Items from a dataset

[Start of section]

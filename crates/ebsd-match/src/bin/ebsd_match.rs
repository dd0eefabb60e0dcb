use std::path::PathBuf;
use std::process::ExitCode;

use clap::{Parser, Subcommand};
use log::{info, warn, LevelFilter};

use ebsd_match::core::CrystalSystem;
use ebsd_match::engine::{
    load_scan_json, run_matching, MatchError, MatchRunConfig, PhysicalFileIndex, ProjectDetails,
    ProjectDetailsError, ReferenceListing, RunIoError,
};

#[derive(Parser)]
#[command(
    name = "ebsd-match",
    version,
    about = "Match deformed EBSD patterns to reference pixels by misorientation"
)]
struct Cli {
    /// Log level: off, error, warn, info, debug, trace. Defaults to
    /// `$EBSD_MATCH_LOG`, then `info`.
    #[arg(long, global = true)]
    log_level: Option<LevelFilter>,

    /// Emit tracing output as JSON (feature `tracing`).
    #[cfg(feature = "tracing")]
    #[arg(long, global = true)]
    json_logs: bool,

    #[command(subcommand)]
    command: Commands,
}

#[derive(Subcommand)]
enum Commands {
    /// Run a matching pass described by a JSON config.
    Match {
        /// Path to the run config.
        #[arg(short, long)]
        config: PathBuf,

        /// Override the angle threshold in degrees.
        #[arg(long)]
        threshold: Option<f64>,

        /// Override the file naming scale factor.
        #[arg(long)]
        scale_factor: Option<f64>,

        /// Directory of existing reference images; each match is resolved to
        /// the closest file by physical coordinates.
        #[arg(long)]
        reference_dir: Option<PathBuf>,
    },

    /// List the supported crystal systems.
    Groups,
}

#[derive(thiserror::Error, Debug)]
enum CliError {
    #[error(transparent)]
    Io(#[from] RunIoError),
    #[error(transparent)]
    ProjectDetails(#[from] ProjectDetailsError),
    #[error(transparent)]
    Match(#[from] MatchError),
    #[error("cannot read reference directory: {0}")]
    ReferenceDir(std::io::Error),
}

#[cfg(not(feature = "tracing"))]
fn init_logging(cli: &Cli) {
    let _ = match cli.log_level {
        Some(level) => ebsd_match::core::init_with_level(level),
        None => ebsd_match::core::init_from_env(ebsd_match::core::LOG_ENV, LevelFilter::Info),
    };
}

#[cfg(feature = "tracing")]
fn init_logging(cli: &Cli) {
    ebsd_match::core::init_tracing(cli.log_level, cli.json_logs);
}

fn main() -> ExitCode {
    let cli = Cli::parse();
    init_logging(&cli);

    let result = match cli.command {
        Commands::Match {
            config,
            threshold,
            scale_factor,
            reference_dir,
        } => run_match(config, threshold, scale_factor, reference_dir),
        Commands::Groups => {
            print_groups();
            Ok(())
        }
    };

    match result {
        Ok(()) => ExitCode::SUCCESS,
        Err(err) => {
            eprintln!("error: {err}");
            ExitCode::FAILURE
        }
    }
}

fn print_groups() {
    println!("{:<13} {:<5} operators", "system", "group");
    for system in CrystalSystem::ALL {
        println!(
            "{:<13} {:<5} {}",
            system.name(),
            system.point_group(),
            system.operator_count()
        );
    }
}

fn run_match(
    config_path: PathBuf,
    threshold: Option<f64>,
    scale_factor: Option<f64>,
    reference_dir: Option<PathBuf>,
) -> Result<(), CliError> {
    let mut config = MatchRunConfig::load_json(&config_path)?;
    if let Some(threshold) = threshold {
        config.angle_threshold_deg = threshold;
    }
    if let Some(scale_factor) = scale_factor {
        config.scale_factor = scale_factor;
    }

    let reference = load_scan_json(&config.reference_scan)?;
    let target = load_scan_json(&config.target_scan)?;
    let details = ProjectDetails::from_path(&config.project_details)?;
    let listing = ReferenceListing::from_project_details(&details)?;
    let params = config.build_params(&details, &reference)?;
    info!(
        "reference {} ({}), deformed {} ({}), {} listing entries",
        config.reference_scan,
        reference.shape(),
        config.target_scan,
        target.shape(),
        listing.len()
    );

    let report = run_matching(&reference, &target, &listing, &config.symmetry, &params)?;

    let output_path = config.output_path();
    report.write_csv(&output_path)?;
    if let Some(json_path) = &config.report_json_path {
        report.write_json(json_path)?;
    }

    if let Some(dir) = reference_dir {
        let index = PhysicalFileIndex::from_dir(&dir).map_err(CliError::ReferenceDir)?;
        info!("{} reference images in {}", index.len(), dir.display());
        for m in &report.matches {
            match index.resolve(&m.matched_physical_name) {
                Some(file) => info!("{} -> {}", m.deformed_filename, file),
                None => warn!(
                    "{}: no reference image close to {}",
                    m.deformed_filename, m.matched_physical_name
                ),
            }
        }
    }

    println!(
        "matched {} of {} patterns; wrote {}",
        report.matched_count(),
        report.number_of_references,
        output_path.display()
    );
    Ok(())
}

[End of section]

## REQUIREMENT
Set down all of the entries again, keeping every line exactly as it is.

## ANSWER TO THE EXERCISE
filename crates/ebsd-match/src/bin/ebsd_match.rs
repository dd0eefabb60e0dcb
use std::path::PathBuf;
use std::process::ExitCode;

use clap::{Parser, Subcommand};
use log::{info, warn, LevelFilter};

use ebsd_match::core::CrystalSystem;
use ebsd_match::engine::{
    load_scan_json, run_matching, MatchError, MatchRunConfig, PhysicalFileIndex, ProjectDetails,
    ProjectDetailsError, ReferenceListing, RunIoError,
};

#[derive(Parser)]
#[command(
    name = "ebsd-match",
    version,
    about = "Match deformed EBSD patterns to reference pixels by misorientation"
)]
struct Cli {
    /// Log level: off, error, warn, info, debug, trace. Defaults to
    /// `$EBSD_MATCH_LOG`, then `info`.
    #[arg(long, global = true)]
    log_level: Option<LevelFilter>,

    /// Emit tracing output as JSON (feature `tracing`).
    #[cfg(feature = "tracing")]
    #[arg(long, global = true)]
    json_logs: bool,

    #[command(subcommand)]
    command: Commands,
}

#[derive(Subcommand)]
enum Commands {
    /// Run a matching pass described by a JSON config.
    Match {
        /// Path to the run config.
        #[arg(short, long)]
        config: PathBuf,

        /// Override the angle threshold in degrees.
        #[arg(long)]
        threshold: Option<f64>,

        /// Override the file naming scale factor.
        #[arg(long)]
        scale_factor: Option<f64>,

        /// Directory of existing reference images; each match is resolved to
        /// the closest file by physical coordinates.
        #[arg(long)]
        reference_dir: Option<PathBuf>,
    },

    /// List the supported crystal systems.
    Groups,
}

#[derive(thiserror::Error, Debug)]
enum CliError {
    #[error(transparent)]
    Io(#[from] RunIoError),
    #[error(transparent)]
    ProjectDetails(#[from] ProjectDetailsError),
    #[error(transparent)]
    Match(#[from] MatchError),
    #[error("cannot read reference directory: {0}")]
    ReferenceDir(std::io::Error),
}

#[cfg(not(feature = "tracing"))]
fn init_logging(cli: &Cli) {
    let _ = match cli.log_level {
        Some(level) => ebsd_match::core::init_with_level(level),
        None => ebsd_match::core::init_from_env(ebsd_match::core::LOG_ENV, LevelFilter::Info),
    };
}

#[cfg(feature = "tracing")]
fn init_logging(cli: &Cli) {
    ebsd_match::core::init_tracing(cli.log_level, cli.json_logs);
}

fn main() -> ExitCode {
    let cli = Cli::parse();
    init_logging(&cli);

    let result = match cli.command {
        Commands::Match {
            config,
            threshold,
            scale_factor,
            reference_dir,
        } => run_match(config, threshold, scale_factor, reference_dir),
        Commands::Groups => {
            print_groups();
            Ok(())
        }
    };

    match result {
        Ok(()) => ExitCode::SUCCESS,
        Err(err) => {
            eprintln!("error: {err}");
            ExitCode::FAILURE
        }
    }
}

fn print_groups() {
    println!("{:<13} {:<5} operators", "system", "group");
    for system in CrystalSystem::ALL {
        println!(
            "{:<13} {:<5} {}",
            system.name(),
            system.point_group(),
            system.operator_count()
        );
    }
}

fn run_match(
    config_path: PathBuf,
    threshold: Option<f64>,
    scale_factor: Option<f64>,
    reference_dir: Option<PathBuf>,
) -> Result<(), CliError> {
    let mut config = MatchRunConfig::load_json(&config_path)?;
    if let Some(threshold) = threshold {
        config.angle_threshold_deg = threshold;
    }
    if let Some(scale_factor) = scale_factor {
        config.scale_factor = scale_factor;
    }

    let reference = load_scan_json(&config.reference_scan)?;
    let target = load_scan_json(&config.target_scan)?;
    let details = ProjectDetails::from_path(&config.project_details)?;
    let listing = ReferenceListing::from_project_details(&details)?;
    let params = config.build_params(&details, &reference)?;
    info!(
        "reference {} ({}), deformed {} ({}), {} listing entries",
        config.reference_scan,
        reference.shape(),
        config.target_scan,
        target.shape(),
        listing.len()
    );

    let report = run_matching(&reference, &target, &listing, &config.symmetry, &params)?;

    let output_path = config.output_path();
    report.write_csv(&output_path)?;
    if let Some(json_path) = &config.report_json_path {
        report.write_json(json_path)?;
    }

    if let Some(dir) = reference_dir {
        let index = PhysicalFileIndex::from_dir(&dir).map_err(CliError::ReferenceDir)?;
        info!("{} reference images in {}", index.len(), dir.display());
        for m in &report.matches {
            match index.resolve(&m.matched_physical_name) {
                Some(file) => info!("{} -> {}", m.deformed_filename, file),
                None => warn!(
                    "{}: no reference image close to {}",
                    m.deformed_filename, m.matched_physical_name
                ),
            }
        }
    }

    println!(
        "matched {} of {} patterns; wrote {}",
        report.matched_count(),
        report.number_of_references,
        output_path.display()
    );
    Ok(())
}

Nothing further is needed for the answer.